Jacques Serais / Photo credit: GEOFFROY VAN DER HASSELT / AFP
4.17pm, 08 November 2024
Mediatransports, the company which manages advertising panels in SNCF stations and the Paris metro, had refused to broadcast the promotion of Jordan Bardella's book. The Fayard publishing house has decided not to stop there and is taking the matter to the Paris Commercial Court.
This is a new twist in the affair between Hachette (Fayard) and the Mediatransports group, the agency which manages the advertising panels of the SNCF and the RATP. At issue: the book What I'm looking for by Jordan Bardella, which comes out in bookstores on Saturday November 9. Lawyers Sarah Saldmann and Christian Charriere-Bournazel have decided to take the matter to the Paris Commercial Court to protest against Mediatransport's decision not to broadcast an advertising campaign for the work of the president of the National Rally.
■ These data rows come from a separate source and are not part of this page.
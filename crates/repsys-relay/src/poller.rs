//! New-message poller (producer side).
//!
//! Each round asks the store for the most recent message in the class mask.
//! A handle newer than the last one seen is resolved, filtered on the tracked
//! origin, reclassified, and pushed onto the queue.
//!
//! Store handles grow with every new occurrence, so the last-seen handle is a
//! high-water mark: it advances for every resolved message, including ones
//! from other origins, and never moves back. When a reclassified message
//! leaves the class mask, `last(mask)` falls back to an older handle; that
//! handle is at or below the mark and counts as unchanged.

use std::sync::Arc;

use repsys_core::reclassify::reclassify;
use repsys_core::{ApiState, Message, MessageStore, MsgHandle};

use crate::obs::RelayMetrics;
use crate::processor::ProcessorSettings;
use crate::queue::MessageQueue;
use crate::shutdown::StopSignal;

/// What one poll round did.
#[derive(Debug, Clone, Copy, PartialEq, Eq)]
pub enum PollOutcome {
    /// No handle newer than the last one seen.
    Unchanged,
    /// New message from another origin; dropped.
    Filtered(MsgHandle),
    /// New tracked message, reclassified (if needed) and queued.
    Enqueued(MsgHandle),
    /// New message carrying a class or state outside the known set; skipped for good.
    Rejected(MsgHandle),
    /// The store answered non-Ok; nothing changed.
    StoreError(ApiState),
}

impl PollOutcome {
    fn label(&self) -> &'static str {
        match self {
            PollOutcome::Unchanged => "unchanged",
            PollOutcome::Filtered(_) => "filtered",
            PollOutcome::Enqueued(_) => "enqueued",
            PollOutcome::Rejected(_) => "rejected",
            PollOutcome::StoreError(_) => "store_error",
        }
    }
}

pub struct Poller<S> {
    store: Arc<S>,
    queue: Arc<MessageQueue>,
    settings: ProcessorSettings,
    metrics: Arc<RelayMetrics>,
    last_seen: MsgHandle,
}

impl<S: MessageStore> Poller<S> {
    pub fn new(
        store: Arc<S>,
        queue: Arc<MessageQueue>,
        settings: ProcessorSettings,
        metrics: Arc<RelayMetrics>,
    ) -> Self {
        Self {
            store,
            queue,
            settings,
            metrics,
            last_seen: MsgHandle::NONE,
        }
    }

    /// Start from `handle` instead of `MsgHandle::NONE`.
    pub fn with_last_seen(mut self, handle: MsgHandle) -> Self {
        self.last_seen = handle;
        self
    }

    pub fn last_seen(&self) -> MsgHandle {
        self.last_seen
    }

    /// One poll round.
    pub fn poll_once(&mut self) -> PollOutcome {
        let outcome = self.poll_inner();
        self.metrics.polls.inc(&[("outcome", outcome.label())]);
        outcome
    }

    fn poll_inner(&mut self) -> PollOutcome {
        let handle = match self.store.last(self.settings.class_mask) {
            Ok(h) => h,
            Err(state) => {
                // "No message in range" is the normal idle answer.
                tracing::trace!(%state, "last message query returned nothing");
                return PollOutcome::StoreError(state);
            }
        };
        if handle <= self.last_seen {
            return PollOutcome::Unchanged;
        }

        let mut msg = match Message::from_handle(&*self.store, handle) {
            Ok(m) => m,
            Err(e) => {
                tracing::warn!(%handle, error = %e, "cannot resolve new message");
                return match e.api_state() {
                    Some(state) => {
                        self.metrics.store_failures.inc(&[("op", "metadata")]);
                        PollOutcome::StoreError(state)
                    }
                    None => {
                        self.last_seen = handle;
                        PollOutcome::Rejected(handle)
                    }
                };
            }
        };

        self.last_seen = handle;
        if msg.comp_nr() != self.settings.tracked_component {
            tracing::debug!(%handle, comp = msg.comp_nr(), "ignoring message from untracked origin");
            return PollOutcome::Filtered(handle);
        }

        match reclassify(&*self.store, &mut msg, self.settings.content_len) {
            Ok(r) if r.changed => {
                let class = format!("{:?}", r.class);
                self.metrics.reclassified.inc(&[("class", class.as_str())]);
            }
            Ok(_) => {}
            Err(e) => {
                tracing::warn!(%handle, class = %msg.class(), error = %e, "republish failed");
                self.metrics.store_failures.inc(&[("op", e.op().unwrap_or("reclassify"))]);
            }
        }

        let depth = self.queue.push(msg);
        self.metrics.queue_depth.set(i64::try_from(depth).unwrap_or(i64::MAX));
        tracing::info!(%handle, depth, "queued new message");
        PollOutcome::Enqueued(handle)
    }

    /// Poll every `poll_interval` until `stop` is raised.
    pub fn run(mut self, stop: StopSignal) {
        tracing::info!(
            mask = %self.settings.class_mask,
            interval_ms = self.settings.poll_interval.as_millis() as u64,
            "poller started"
        );
        while stop.sleep(self.settings.poll_interval) {
            self.poll_once();
        }
        tracing::info!(last_seen = %self.last_seen, "poller stopped");
    }
}
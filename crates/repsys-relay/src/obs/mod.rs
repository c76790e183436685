//! Lightweight in-process metrics.
//!
//! Counters are plain atomics keyed by label sets and rendered by the `/metrics`
//! ops handler in Prometheus text format.

pub mod metrics;

pub use metrics::RelayMetrics;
Last September, Hachette made a request to Mediatransports for a poster campaign “for an unknown author”. The only constraints then defined by the management with the publisher in the case of the exhibition of a political figure, according to our information: “pay attention to the catchphrase” and remain as “neutral as possible”. The two parties agreed that this campaign would take place from November 25 to December 17.
The publisher criticizes an unfounded decision
This was without taking into account the reaction of the SUD-Rail federation which, the day after the leak in the press of the upcoming release of Jordan Bardella's book, put pressure on Gares et Connexions so that this poster campaign would be refused on the grounds that it would be “in the service of a far-right political party”.
Thus, seven days after the advertising order was signed between the two parties, Mediatransports finally chose to backtrack, considering that this campaign would take on a political character, relying in particular on one of the articles of the conditions general sales. A decision which is unfounded in the eyes of the publisher, hence the decision to refer the matter to the Paris Commercial Court.